Un intervento chirurgico per rimuovere il nome della prostata

L'intervento che salva la prostata dal bisturi

Trattamento bagno di prostatite

Ipertrofia prostatica benigna trattamenti chirurgici. Esistono diverse opzioni chirurgiche tra le quali scegliere, ognuna delle quali comporta vantaggi e svantaggi. La scelta dipende dalla specializzazione del medico e dalla disponibilità della struttura ospedaliera.

È particolarmente raccomandata per i pazienti che assumono farmaci che fluidificano il sangue nel trattamento di altre patologie. I vantaggi della vaporizzazione laser sono: -migliora immediatamente il flusso urinario; -richiede una degenza breve; -richiede una cateterizzazione ridotta: -presenta un basso rischio di complicanze; -permette di continuare ad assumere farmaci che fluidificano il sangue.

La luce intensa del laser vaporizza il tessuto prostatico, mentre il calore chiude i vasi sanguigni. In questo modo il paziente perde solo una piccola quantità di sangue. È una buona opzione anche per pazienti con prostate piccole, e nel caso in cui si assumano farmaci per fluidificare il sangue. La TURP è un intervento chirurgico minimamente invasivo, considerato standard in caso di Ipertrofia prostatica benigna. La TURP si sceglie in particolare per pazienti con sintomi da moderati a gravi, con prostata tra i 30 e gli 80 cc.
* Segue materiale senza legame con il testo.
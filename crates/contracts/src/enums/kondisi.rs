use serde::{Deserialize, Serialize};

/// Condition of a single item unit on a transaction line
#[derive(Debug, Clone, Copy, PartialEq, Eq, Hash, Serialize, Deserialize)]
#[serde(rename_all = "lowercase")]
pub enum Kondisi {
    Bagus,
    Rusak,
    Hilang,
}

impl Kondisi {
    pub const ALL: [Kondisi; 3] = [Kondisi::Bagus, Kondisi::Rusak, Kondisi::Hilang];

    /// Stable storage/wire code
    pub fn code(&self) -> &'static str {
        match self {
            Kondisi::Bagus => "bagus",
            Kondisi::Rusak => "rusak",
            Kondisi::Hilang => "hilang",
        }
    }

    pub fn from_code(code: &str) -> Option<Self> {
        match code {
            "bagus" => Some(Kondisi::Bagus),
            "rusak" => Some(Kondisi::Rusak),
            "hilang" => Some(Kondisi::Hilang),
            _ => None,
        }
    }

    /// Display label (Indonesian, as shown in the UI)
    pub fn label(&self) -> &'static str {
        match self {
            Kondisi::Bagus => "Bagus",
            Kondisi::Rusak => "Rusak",
            Kondisi::Hilang => "Hilang",
        }
    }
}

impl Default for Kondisi {
    fn default() -> Self {
        Kondisi::Bagus
    }
}

#[cfg(test)]
mod tests {
    use super::*;

    #[test]
    fn test_code_round_trip() {
        for k in Kondisi::ALL {
            assert_eq!(Kondisi::from_code(k.code()), Some(k));
        }
        assert_eq!(Kondisi::from_code("baru"), None);
    }

    #[test]
    fn test_serde_uses_codes() {
        let json = serde_json::to_string(&Kondisi::Rusak).unwrap();
        assert_eq!(json, "\"rusak\"");
        let back: Kondisi = serde_json::from_str("\"hilang\"").unwrap();
        assert_eq!(back, Kondisi::Hilang);
    }
}
//! Generation-token state for dependent (cascading) dropdowns.
//!
//! A dependent-options fetch may resolve after the user already changed the
//! parent selection again. Every fetch takes a token from `begin`, and
//! `resolve` ignores any token that is no longer current, so a late response
//! can never overwrite the state of a newer selection.

/// State of one cascading dropdown's option list
#[derive(Debug, Clone)]
pub struct CascadeState<T> {
    generation: u64,
    pub options: Vec<T>,
    pub loading: bool,
}

impl<T> CascadeState<T> {
    pub fn new() -> Self {
        Self {
            generation: 0,
            options: Vec::new(),
            loading: false,
        }
    }

    /// Start a fetch for a newly selected parent: clears the stale options,
    /// marks loading, and returns the token the response must present.
    pub fn begin(&mut self) -> u64 {
        self.generation += 1;
        self.options.clear();
        self.loading = true;
        self.generation
    }

    /// Parent cleared: drop the options and invalidate any in-flight fetch.
    pub fn reset(&mut self) {
        self.generation += 1;
        self.options.clear();
        self.loading = false;
    }

    /// Apply a fetch result. Returns `false` when the token is stale and the
    /// result was discarded. A failed fetch degrades to an empty option list.
    pub fn resolve(&mut self, token: u64, result: Result<Vec<T>, String>) -> bool {
        if token != self.generation {
            return false;
        }
        self.loading = false;
        match result {
            Ok(options) => self.options = options,
            Err(_) => self.options.clear(),
        }
        true
    }
}

impl<T> Default for CascadeState<T> {
    fn default() -> Self {
        Self::new()
    }
}

#[cfg(test)]
mod tests {
    use super::*;

    #[test]
    fn test_resolve_populates_options() {
        let mut state = CascadeState::new();
        let token = state.begin();
        assert!(state.loading);
        assert!(state.resolve(token, Ok(vec!["Gaming", "Ultrabook"])));
        assert_eq!(state.options.len(), 2);
        assert!(!state.loading);
    }

    #[test]
    fn test_stale_response_is_discarded() {
        let mut state = CascadeState::new();
        let stale = state.begin();
        let current = state.begin();
        // the slow first response arrives after the second fetch started
        assert!(!state.resolve(stale, Ok(vec!["Inkjet"])));
        assert!(state.options.is_empty());
        assert!(state.loading);
        assert!(state.resolve(current, Ok(vec!["Gaming"])));
        assert_eq!(state.options, vec!["Gaming"]);
    }

    #[test]
    fn test_reset_invalidates_in_flight_fetch() {
        let mut state = CascadeState::<&str>::new();
        let token = state.begin();
        state.reset();
        assert!(!state.resolve(token, Ok(vec!["Laser"])));
        assert!(state.options.is_empty());
        assert!(!state.loading);
    }

    #[test]
    fn test_failed_fetch_degrades_to_empty() {
        let mut state = CascadeState::new();
        let token = state.begin();
        assert!(state.resolve(token, Err("HTTP 500".to_string())));
        assert!(state.options.is_empty());
        assert!(!state.loading);
        // a later successful fetch still works
        let token = state.begin();
        assert!(state.resolve(token, Ok(vec!["Gaming"])));
        assert_eq!(state.options.len(), 1);
    }
}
I vantaggi della TURP sono: -è sicura e ampiamente utilizzata; -offre un miglioramento dei sintomi ottimale e duraturo; -richiede una degenza breve. Gli svantaggi sono: -rischio di sanguinamento; -rischio di eiaculazione retrograda; -rischio di stenosi uretrale; -rischio di ritenzione urinaria; -rischio basso di infezione del tratto urinario e urgenza minzionale; -rischio minimo di incontinenza urinaria.

La TUIP è efficace se la prostata un intervento chirurgico per rimuovere il nome della prostata dimensioni inferiori un intervento chirurgico per rimuovere il nome della prostata 35 ml e in assenza di ostruzione grave. Gli svantaggi sono: -cicatrice; -degenza più lunga; -cateterizzazione prolungata; -rischio di sanguinamento significativo; -rischio di eiaculazione retrograda; -rischio di ritenzione urinaria, infezioni delle vie urinarie, urgenza minzionale; -rischio di stenosi del collo vescicale; -rischio minimo di incontinenza urinaria.

Sono utilizzati in alternativa al catetere a permanenza. Nome no-icon. Cognome no-icon. Email email.